Выбрать главу

Так почему бы и нет? Смена обстановки. Трейлер Винса Руманчека располагался в лесистом тупике в конце Киммел Лэйн, вниз по холму от Килдерри-парк и прямо за дорогой – традиционным разделителем между служащими и управляющими, по сей день говорящим о социально-экономическом статусе. Но, тем не менее, все же лучше выбраться из города и дать своим мыслям некий простор. Ближайшими соседями была пожилая пара, Вендаллы, живущие полумилей выше в доме над прудом, в котором Питер иногда плавал голым поздно ночью. Вендаллы были довольно любезными. Приносили приветственные бисквиты и осыпали Винса эвфемистической похвалой – чуть ли не присвистывая – и скрывали свой дискомфорт от татуировок Руманчеков. По крайней мере, тех, что они видели.

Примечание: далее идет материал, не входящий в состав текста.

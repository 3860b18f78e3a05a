//! The replay/continue core: the engine that owns a subject's cached
//! context and advances it in response to new input.

mod cleanup;

use crate::coroutine::{poll_once, PendingTask, StepOutcome, TaskFuture};
use crate::entity::{Context, PendingRequest, Resume, Subject};
use crate::error::{EngineError, ErrorRecord, Raised};
use crate::message::{Args, ContextMessage, MethodId, Offset};
use crate::value::Value;
use log::{debug, trace, warn};
use std::cell::RefCell;
use std::collections::{HashMap, HashSet, VecDeque};
use std::rc::Rc;

/// A deterministic, event-sourced execution engine for a single subject
/// instance.
///
/// Construction does not run the subject's initializer: the subject slot
/// stays empty until the first `CreateEntityRequestReceived` is processed by
/// [`Engine::complete`].
pub struct Engine<S: Subject> {
    subject: Option<Rc<RefCell<S>>>,
    context: Vec<ContextMessage>,
    next_offset: Offset,
    pending: HashMap<Offset, PendingTask<S>>,
}
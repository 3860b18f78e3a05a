//! A subject whose constructor and one of its methods each delegate to
//! constructing a peer entity, exercising the entity-construction
//! interception point and the cleanup compactor across multiple completed
//! initiator trees.

use runa_core::entity::LocalBoxFuture;
use runa_core::{Args, Context, ContextMessage, EntityHandle, MethodId, Raised, Subject, Value};
use std::cell::RefCell;
use std::rc::Rc;

const ADD_PET: MethodId = MethodId::new("add_pet");
const PRODUCT_TYPE: &str = "Product";

struct Factory {
    pets: Vec<EntityHandle>,
}

fn args_positional(values: Vec<Value>) -> Args {
    Args::new(values, Default::default())
}

impl Subject for Factory {
    const TYPE_NAME: &'static str = "Factory";
    const METHODS: &'static [MethodId] = &[ADD_PET];
    const DOMAIN_ERRORS: &'static [&'static str] = &[];

    fn construct(ctx: Context<Self>, args: Args) -> LocalBoxFuture<Result<Self, Raised>> {
        Box::pin(async move {
            let name = args
                .positional
                .first()
                .and_then(Value::as_str)
                .unwrap_or_default()
                .to_string();
            let product = ctx
                .create_entity(PRODUCT_TYPE, args_positional(vec![Value::Str(name)]))
                .await?;
            Ok(Factory {
                pets: vec![product.handle()],
            })
        })
    }

    fn snapshot(&self) -> Value {
        Value::List(self.pets.iter().copied().map(Value::Entity).collect())
    }

    fn restore(&mut self, state: Value) {
        let Value::List(items) = state else {
            panic!("factory state is always a list of entity handles");
        };
        self.pets = items.into_iter().filter_map(|v| v.as_entity()).collect();
    }

    fn dispatch(
        subject: Rc<RefCell<Self>>,
        ctx: Context<Self>,
        method: MethodId,
        args: Args,
    ) -> LocalBoxFuture<Result<Value, Raised>> {
        Box::pin(async move {
            assert_eq!(method, ADD_PET);
            let name = args
                .positional
                .first()
                .and_then(Value::as_str)
                .unwrap_or_default()
                .to_string();
            let product = ctx
                .create_entity(PRODUCT_TYPE, args_positional(vec![Value::Str(name)]))
                .await?;
            subject.borrow_mut().pets.push(product.handle());
            Ok(Value::Int(subject.borrow().pets.len() as i64))
        })
    }
}

#[test]
fn constructor_delegates_to_a_peer_entity_construction() {
    let mut engine = runa_core::Engine::<Factory>::new().unwrap();
    let mut log = vec![ContextMessage::CreateEntityRequestReceived {
        offset: 0,
        args: args_positional(vec![Value::Str("Box".to_string())]),
    }];

    let produced = engine.complete(&log).unwrap();
    assert_eq!(
        produced,
        vec![ContextMessage::CreateEntityRequestSent {
            offset: 1,
            trace_offset: 0,
            entity_type: PRODUCT_TYPE,
            args: args_positional(vec![Value::Str("Box".to_string())]),
        }]
    );
    log.extend(produced);

    let box_handle = EntityHandle::new(1);
    log.push(ContextMessage::CreateEntityResponseReceived {
        offset: 2,
        request_offset: 1,
        entity: box_handle,
    });

    let produced = engine.complete(&log).unwrap();
    assert_eq!(
        produced,
        vec![
            ContextMessage::CreateEntityResponseSent {
                offset: 3,
                request_offset: 0,
            },
            ContextMessage::EntityStateChanged {
                offset: 4,
                state: Value::List(vec![Value::Entity(box_handle)]),
            },
        ]
    );
    log.extend(produced);

    assert_eq!(engine.context(), log);
}

#[test]
fn cleanup_prunes_a_fully_resolved_initiator_tree() {
    let mut engine = runa_core::Engine::<Factory>::new().unwrap();
    let mut log = vec![ContextMessage::CreateEntityRequestReceived {
        offset: 0,
        args: args_positional(vec![Value::Str("Box".to_string())]),
    }];
    log.extend(engine.complete(&log).unwrap());

    let box_handle = EntityHandle::new(1);
    log.push(ContextMessage::CreateEntityResponseReceived {
        offset: 2,
        request_offset: 1,
        entity: box_handle,
    });
    log.extend(engine.complete(&log).unwrap());

    // A second, independent trace: calling add_pet to completion.
    log.push(ContextMessage::EntityMethodRequestReceived {
        offset: 5,
        method_id: ADD_PET,
        args: args_positional(vec![Value::Str("Ball".to_string())]),
    });
    log.extend(engine.complete(&log).unwrap());

    let ball_handle = EntityHandle::new(2);
    log.push(ContextMessage::CreateEntityResponseReceived {
        offset: 7,
        request_offset: 6,
        entity: ball_handle,
    });
    log.extend(engine.complete(&log).unwrap());

    assert_eq!(engine.subject().unwrap().pets, vec![box_handle, ball_handle]);

    let pruned = engine.cleanup();
    let surviving = engine.context();

    // Only the latest state snapshot remains; everything that led up to it
    // (both completed initiator trees, their outgoing requests and
    // responses, and the now-superseded intermediate snapshot) is pruned.
    assert_eq!(surviving.len(), 1);
    assert!(matches!(
        surviving[0],
        ContextMessage::EntityStateChanged { .. }
    ));
    assert_eq!(pruned.len(), log.len() - 1);

    // The surviving context is still a valid, no-op replay input.
    let produced = engine.complete(&surviving).unwrap();
    assert!(produced.is_empty());
    assert_eq!(engine.subject().unwrap().pets, vec![box_handle, ball_handle]);
}

const ADD_PAIR: MethodId = MethodId::new("add_pair");
const LEAF_TYPE: &str = "Leaf";

/// A subject whose single method awaits two peer-entity constructions in
/// sequence, so that resuming it once leaves it suspended again rather than
/// finished — the shape needed to exercise rollback of a task resumed mid-call.
struct Relay {
    leaves: Vec<EntityHandle>,
}

impl Subject for Relay {
    const TYPE_NAME: &'static str = "Relay";
    const METHODS: &'static [MethodId] = &[ADD_PAIR];
    const DOMAIN_ERRORS: &'static [&'static str] = &[];

    fn construct(_ctx: Context<Self>, _args: Args) -> LocalBoxFuture<Result<Self, Raised>> {
        Box::pin(async move { Ok(Relay { leaves: Vec::new() }) })
    }

    fn snapshot(&self) -> Value {
        Value::List(self.leaves.iter().copied().map(Value::Entity).collect())
    }

    fn restore(&mut self, state: Value) {
        let Value::List(items) = state else {
            panic!("relay state is always a list of entity handles");
        };
        self.leaves = items.into_iter().filter_map(|v| v.as_entity()).collect();
    }

    fn dispatch(
        subject: Rc<RefCell<Self>>,
        ctx: Context<Self>,
        method: MethodId,
        _args: Args,
    ) -> LocalBoxFuture<Result<Value, Raised>> {
        Box::pin(async move {
            assert_eq!(method, ADD_PAIR);
            let first = ctx.create_entity(LEAF_TYPE, Args::empty()).await?;
            let second = ctx.create_entity(LEAF_TYPE, Args::empty()).await?;
            subject.borrow_mut().leaves.push(first.handle());
            subject.borrow_mut().leaves.push(second.handle());
            Ok(Value::Int(subject.borrow().leaves.len() as i64))
        })
    }
}

#[test]
fn rollback_restores_a_pending_task_resumed_and_resuspended_within_the_failing_call() {
    let mut engine = runa_core::Engine::<Relay>::new().unwrap();
    let mut log = vec![ContextMessage::CreateEntityRequestReceived {
        offset: 0,
        args: Args::empty(),
    }];
    log.extend(engine.complete(&log).unwrap());

    log.push(ContextMessage::EntityMethodRequestReceived {
        offset: 3,
        method_id: ADD_PAIR,
        args: Args::empty(),
    });
    let produced = engine.complete(&log).unwrap();
    assert_eq!(
        produced,
        vec![ContextMessage::CreateEntityRequestSent {
            offset: 4,
            trace_offset: 3,
            entity_type: LEAF_TYPE,
            args: Args::empty(),
        }]
    );
    log.extend(produced);

    // `log` now ends with a task left pending at offset 4 by a successful
    // call. The next call's suffix resumes it (re-suspending it under a
    // brand-new offset, 6) and then, in that same suffix, feeds a message
    // that fails — the exact path a key-diff rollback cannot reverse, since
    // the task's original map entry is gone by the time the later message
    // errors.
    let leaf1 = EntityHandle::new(1);
    let mut bad_log = log.clone();
    bad_log.push(ContextMessage::CreateEntityResponseReceived {
        offset: 5,
        request_offset: 4,
        entity: leaf1,
    });
    bad_log.push(ContextMessage::EntityMethodRequestReceived {
        offset: 0,
        method_id: ADD_PAIR,
        args: Args::empty(),
    });

    let err = engine.complete(&bad_log).unwrap_err();
    assert!(matches!(
        err,
        runa_core::EngineError::UnorderedOffsets { offset: 0, .. }
    ));

    // Rollback is total: the cached context is exactly what it was before
    // the failing call...
    assert_eq!(engine.context(), log);

    // ...and the task this call resumed-then-resuspended is still there
    // under its original key, not lost. A follow-up call carrying only the
    // valid response proves it is still resumable.
    let mut good_log = log.clone();
    good_log.push(ContextMessage::CreateEntityResponseReceived {
        offset: 5,
        request_offset: 4,
        entity: leaf1,
    });
    let produced = engine.complete(&good_log).unwrap();
    assert_eq!(
        produced,
        vec![ContextMessage::CreateEntityRequestSent {
            offset: 6,
            trace_offset: 3,
            entity_type: LEAF_TYPE,
            args: Args::empty(),
        }]
    );
    good_log.extend(produced);

    let leaf2 = EntityHandle::new(2);
    good_log.push(ContextMessage::CreateEntityResponseReceived {
        offset: 7,
        request_offset: 6,
        entity: leaf2,
    });
    let produced = engine.complete(&good_log).unwrap();
    assert_eq!(
        produced,
        vec![
            ContextMessage::EntityMethodResponseSent {
                offset: 8,
                request_offset: 3,
                response: Value::Int(2),
            },
            ContextMessage::EntityStateChanged {
                offset: 9,
                state: Value::List(vec![Value::Entity(leaf1), Value::Entity(leaf2)]),
            },
        ]
    );
    good_log.extend(produced);

    assert_eq!(engine.subject().unwrap().leaves, vec![leaf1, leaf2]);
    assert_eq!(engine.context(), good_log);
}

Они оставались спокойны даже к толерантности Линды, касательно семантических диспутов ее сына с определением Содружества здравоохранения Пенсильвании о «незначительном» количестве алкоголя – он выражался в количестве Будвайзеров, приконченных им за время их короткого визита – и к тому, как мало провокационной лености Питера, было достаточно ей, чтобы начать осыпать его проклятиями на старинном языке, или к удушающе-близким объятиям, которыми она наградила каждого из них перед их отъездом. (Впервые, когда я ощутил на себе объятия Линды, мне на ум пришло чувство, словно она пытается выдавить остатки зубной пасты из моей макушки.)

Несколькими днями позже их навестила внучка Вендаллов, Кристина. Кристине было тринадцать, но она выглядела младше своего возраста. Девочка с облезлым лаком на ногтях и худыми коленками и черными, как гнездо ворона волосами, обрамляющими ее лицо, словно бледное яйцо. Кристина была одновременно молода и взросла для своих годов; она никогда не проявляла, перехватывающего дыхания, любопытства ребенка, свойственного всем, кто познает вселенную – Что это? Откуда это взялось? Почему это похоже на то и ни на что другое и как это работает с другими вещами? Почему? Почему? Почему? – и единственная личность ее возраста, которая знала, что хочет быть никем другим, кроме как русским романистом. Естественно, она считала необходимым испытать эти непостижимости из первых рук, и не разочаровалась. Какие странные и захватывающие, эти Руманчеки! Ее собственные родители были аналитиками службы поддержки в городской фирме, и что этот образ жизни свободы и пантеистической непочтительности существовал и был, в какой-то мере, допустим, сбивал ее с ног. Особенно она удивлялась Питеру, настоящему цыгану примерно ее возраста.

– Полукровка, – поправил он ее. Николай, его дед, был чистокровным румынским Калдерашем с Карпатских гор, но после эмиграции женился на женщине гаджо.

– Что все это значит? – спросила Кристина.

– Значит, что нашему роду вечно суждено скакать по земле на двух лошадях с одной задницей, – ответил Питер.

Это задало тон их отношений: ее конфуз от того, о чем он говорит, и нескрываемое удовольствие, что он от этого получал. Половину времени она не понимала, о чем он говорит, а другая половина, просто сбивала ее с толку. Например, связка сухого чертополоха и золототысячника, висевшая над дверью, как он сказал ей, служила средством от Злого Глаза. Но – чьего?

– Это как пристегиваться ремнем безопасности, – объяснил он. – Никогда не знаешь, когда пригодится.

Или его заявление, что ее прибытие к их дверям было предвещено сажей на фитиле свечи, или сложная пентаграмма, которую Питер вырезал на стволе дерева. (Не потому, что Сатанисты, – сказал он ей, – но потому, что каждая сторона означает элемент и часть души, и потому, что это выглядит офигенно круто.)

Хватит! Она потребовала от Питера признаться, сколько из сказанного им было правдой.

Он пожал плечами: – Назовем это ерундой. И эта ерунда толкает людей сквозь ночь, с тех самых пор, когда они еще обитали в пещерах. Оглянись, скажи, лучше ли станет мир, если освободится от этого дерьма?

Она о таком совсем не думала.

– И все это, несомненно, реально, – сказал он. – Ты это отлично знаешь. – Он пихнул ее в пуговицу на животе.